William A. Donohue
The new millennium actually doesn’t begin until the year 2001, but I don’t want to quibble with conventional wisdom, so I’ll pretend that we are now finishing the 20th century. The serious question that needs to be addressed is, “What is the state of anti-Catholicism at the end of the century”?
There are two genres of anti-Catholicism, one of which is directed at individual Catholics, and the other of which is directed at the institutional Church. The Catholic League’s mission is to combat both: we defend individual Catholics and the institutional Church from defamation and discrimination. To be sure, the latter problem consumes most of our energy, though the former has not been erased.
At the turn of this century, attacks against individual Catholics were commonplace. The Irish had gone through their worst years in America in the nineteenth century, but the first few decades in this century were particularly hard on southern and eastern Europeans. Indeed, the Immigration Laws of 1921 and 1924 were designed to drastically limit the number of such persons entering the U.S. That most just happened to be Catholic was no coincidence.
In 1928, Al Smith, a Catholic, ran for president, forcing the Rev. Bob Jones to remark, “I’d rather see a nigger in the White House.” Throughout the first half of this century, Catholics, as well as Jews, had a hard time being accepted at Ivy League colleges. Ditto in the workplace: some of the most prestigious jobs in the most prestigious companies were closed to Catholics and Jews. We all know about the compromises that JFK had to brook in order to make it to the White House, but it least he got there, signaling that Catholics could travel further than Tammany Hall.

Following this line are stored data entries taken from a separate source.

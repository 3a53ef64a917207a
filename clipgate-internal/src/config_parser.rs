use serde::Deserialize;
use std::collections::HashMap;
use std::net::SocketAddr;
use std::path::Path;
use uuid::Uuid;

use crate::auth::{hash_api_key, mask_api_key, PlanFeatures, PlanTier, Principal, PrincipalStatus};
use crate::error::{Error, ErrorDetails};

/// Deserialized `clipgate.toml`. Every section has a `Default` so the
/// gateway boots with no config file at all.
#[derive(Debug, Default, Deserialize)]
#[serde(default, deny_unknown_fields)]
pub struct Config {
    pub gateway: GatewayConfig,
    pub auth: AuthConfig,
    pub rate_limit: RateLimitConfig,
    pub quota: QuotaConfig,
    pub cache: CacheConfig,
    pub extractor: ExtractorConfig,
    pub plans: PlanCatalog,
    /// Seeded tenants, keyed by plaintext credential. The key is hashed at
    /// load time and never kept around.
    pub principals: HashMap<String, PrincipalSeed>,
}

#[derive(Debug, Default, Deserialize)]
#[serde(default, deny_unknown_fields)]
pub struct GatewayConfig {
    pub bind_address: Option<SocketAddr>,
    /// Debug mode relaxes error redaction in responses.
    pub debug: bool,
}

#[derive(Debug, Deserialize)]
#[serde(default, deny_unknown_fields)]
pub struct AuthConfig {
    /// `None` means enabled (the safe default).
    pub enabled: Option<bool>,
    pub key_prefix: String,
}

impl Default for AuthConfig {
    fn default() -> Self {
        Self {
            enabled: None,
            key_prefix: crate::auth::API_KEY_PREFIX.to_string(),
        }
    }
}

#[derive(Debug, Deserialize)]
#[serde(default, deny_unknown_fields)]
pub struct RateLimitConfig {
    pub enabled: bool,
}

impl Default for RateLimitConfig {
    fn default() -> Self {
        Self { enabled: true }
    }
}

#[derive(Debug, Deserialize)]
#[serde(default, deny_unknown_fields)]
pub struct QuotaConfig {
    pub enabled: bool,
}

impl Default for QuotaConfig {
    fn default() -> Self {
        Self { enabled: true }
    }
}

#[derive(Debug, Deserialize)]
#[serde(default, deny_unknown_fields)]
pub struct CacheConfig {
    pub enabled: bool,
    /// TTL for cached extractions, in seconds.
    pub ttl_s: u64,
}

impl Default for CacheConfig {
    fn default() -> Self {
        Self {
            enabled: true,
            ttl_s: 3600,
        }
    }
}

#[derive(Debug, Deserialize)]
#[serde(default, deny_unknown_fields)]
pub struct ExtractorConfig {
    /// Per-attempt deadline, in seconds.
    pub timeout_s: u64,
    /// Total attempts, including the first.
    pub max_retries: u32,
    /// Override for the upstream user-agent string.
    pub user_agent: Option<String>,
}

impl Default for ExtractorConfig {
    fn default() -> Self {
        Self {
            timeout_s: 30,
            max_retries: 3,
            user_agent: None,
        }
    }
}

/// Per-tier limits and entitlements.
#[derive(Debug, Clone, Deserialize)]
#[serde(deny_unknown_fields)]
pub struct PlanLimits {
    pub rate_limit_per_minute: u32,
    pub monthly_quota: u64,
    #[serde(default)]
    pub features: PlanFeatures,
}

#[derive(Debug, Clone, Deserialize)]
#[serde(default, deny_unknown_fields)]
pub struct PlanCatalog {
    pub free: PlanLimits,
    pub basic: PlanLimits,
    pub pro: PlanLimits,
    pub business: PlanLimits,
}

impl PlanCatalog {
    pub fn limits(&self, tier: PlanTier) -> &PlanLimits {
        match tier {
            PlanTier::Free => &self.free,
            PlanTier::Basic => &self.basic,
            PlanTier::Pro => &self.pro,
            PlanTier::Business => &self.business,
        }
    }
}

impl Default for PlanCatalog {
    fn default() -> Self {
        let free_features = PlanFeatures::default();
        let paid_features = PlanFeatures {
            country_detection: true,
            ..free_features
        };
        Self {
            free: PlanLimits {
                rate_limit_per_minute: 10,
                monthly_quota: 50,
                features: free_features,
            },
            basic: PlanLimits {
                rate_limit_per_minute: 30,
                monthly_quota: 1_000,
                features: free_features,
            },
            pro: PlanLimits {
                rate_limit_per_minute: 100,
                monthly_quota: 10_000,
                features: paid_features,
            },
            business: PlanLimits {
                rate_limit_per_minute: 500,
                monthly_quota: 100_000,
                features: PlanFeatures {
                    priority_support: true,
                    ..paid_features
                },
            },
        }
    }
}

/// A tenant seeded from the config file. Limits fall back to the plan
/// catalog unless overridden per principal.
#[derive(Debug, Clone, Deserialize)]
#[serde(deny_unknown_fields)]
pub struct PrincipalSeed {
    pub email: String,
    #[serde(default = "PrincipalSeed::default_plan")]
    pub plan: PlanTier,
    #[serde(default)]
    pub id: Option<Uuid>,
    #[serde(default)]
    pub status: Option<PrincipalStatus>,
    #[serde(default)]
    pub is_blocked: bool,
    #[serde(default)]
    pub block_reason: Option<String>,
    #[serde(default)]
    pub subscription_end: Option<chrono::DateTime<chrono::Utc>>,
    #[serde(default)]
    pub rate_limit_per_minute: Option<u32>,
    #[serde(default)]
    pub monthly_quota: Option<u64>,
    #[serde(default)]
    pub features: Option<PlanFeatures>,
}

impl PrincipalSeed {
    fn default_plan() -> PlanTier {
        PlanTier::Free
    }

    pub fn into_principal(self, api_key: &str, catalog: &PlanCatalog) -> Principal {
        let limits = catalog.limits(self.plan);
        Principal {
            id: self.id.unwrap_or_else(Uuid::now_v7),
            email: self.email,
            key_masked: mask_api_key(api_key),
            plan: self.plan,
            status: self.status.unwrap_or(PrincipalStatus::Active),
            is_blocked: self.is_blocked,
            block_reason: self.block_reason,
            subscription_end: self.subscription_end,
            rate_limit_per_minute: self.rate_limit_per_minute.unwrap_or(limits.rate_limit_per_minute),
            monthly_quota: self.monthly_quota.unwrap_or(limits.monthly_quota),
            features: self.features.unwrap_or(limits.features),
            last_request_at: None,
        }
    }
}

impl Config {
    pub fn load_from_path(path: &Path) -> Result<Self, Error> {
        let raw = std::fs::read_to_string(path).map_err(|e| {
            Error::new(ErrorDetails::Config {
                message: format!("Failed to read config file {}: {e}", path.display()),
            })
        })?;
        let config: Self = toml::from_str(&raw).map_err(|e| {
            Error::new(ErrorDetails::Config {
                message: format!("Failed to parse config file {}: {e}", path.display()),
            })
        })?;
        config.verify()?;
        Ok(config)
    }

    fn verify(&self) -> Result<(), Error> {
        if self.auth.key_prefix.is_empty() {
            return Err(Error::new(ErrorDetails::Config {
                message: "auth.key_prefix must not be empty".to_string(),
            }));
        }
        if self.extractor.max_retries == 0 {
            return Err(Error::new(ErrorDetails::Config {
                message: "extractor.max_retries must be at least 1".to_string(),
            }));
        }
        if self.extractor.timeout_s == 0 {
            return Err(Error::new(ErrorDetails::Config {
                message: "extractor.timeout_s must be at least 1".to_string(),
            }));
        }
        if self.cache.enabled && self.cache.ttl_s == 0 {
            return Err(Error::new(ErrorDetails::Config {
                message: "cache.ttl_s must be at least 1 when the cache is enabled".to_string(),
            }));
        }
        for api_key in self.principals.keys() {
            if !api_key.starts_with(&self.auth.key_prefix) {
                tracing::warn!(
                    api_key = %mask_api_key(api_key),
                    "Seeded credential does not carry the configured key prefix and will never authenticate"
                );
            }
        }
        Ok(())
    }

    /// Build the principal table seeded from `[principals.*]`, keyed by
    /// credential hash.
    pub fn principal_table(&self) -> HashMap<String, Principal> {
        self.principals
            .iter()
            .map(|(api_key, seed)| {
                (
                    hash_api_key(api_key),
                    seed.clone().into_principal(api_key, &self.plans),
                )
            })
            .collect()
    }
}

JFK’s ascendancy, coming as it did in the decade that saw the passage of the historic Civil Rights Act of 1964, meant that discrimination against Catholics was fading. But the level of discrimination that a people suffer is not necessarily a reliable index for measuring prejudice: discrimination is action taken against a person, or group of persons, while prejudice is an attitudinal variable (as the psychologist Gordon W. Allport said in the 1950s, prejudice is an unwarranted attitude, favorably or unfavorably expressed, against a person or group of persons).
Think of it this way. A merchant who is deeply prejudiced against group X may treat cordially a person who belongs to group X, simply because green—the color of money—means more to him than the person’s race, religion or ethnicity. That is one of the nice things about a market economy—greed typically stops prejudice from becoming discrimination (under socialism, discrimination triumphs while greed remains unchecked).
Having said as much, it can safely be said that while discrimination against Catholics has receded, prejudice has not. In 1995, the National Conference (formerly the National Conference of Christians and Jews) commissioned a major survey on prejudice in the U.S. What they found was that prejudice against Catholics was the number one prejudice in the nation, trumping prejudice against Asian-Americans, Latino-Americans, African-Americans, Jews and Muslims. Right below the surface, then, there is reason for concern, though it would be irresponsible to say there is reason for alarm.
The other problem, defamation against the institutional Church, has not experienced a decline; indeed there has been an explosion in this kind of bigotry at the end of the century. Most of the attacks are aimed at Church teachings that deal with authority or sexuality.
As Ronald Rychlak wisely observes in this issue, the Cornwell attack on Pius XII cannot be understood absent an appreciation for Cornwell’s hatred of the papacy. Like many so-called Catholics, Cornwell has an authority problem: self-absorbed, these radical individualists will go to their grave protesting any authority that speaks of moral absolutes. No one will command them to do anything, they holler, too arrogant to realize that it is useless to try to defeat nature and nature’s God.
Then there is the matter of sexuality. The Church’s sexual reticence does not sit well with those who entertain a libertine—no-holds-barred—interpretation of liberty. Which is why they die. Physically, psychologically, socially and spiritually, the philosophy that associates freedom with genital liberation kills. But they can’t figure it out. More accurately, they don’t want to figure it out. Which is why they die.
“The Church has something to say,” I recently told the New York Times. “People can agree or disagree, but I would hope when they disagree, they can do it respectfully. There’s a cacophony of catcalls stopping that message from getting out at the moment and what I want to do is give it a fair hearing—and then walk away.” With your help, we’ll do it.
Merry Christmas and a Happy New Year.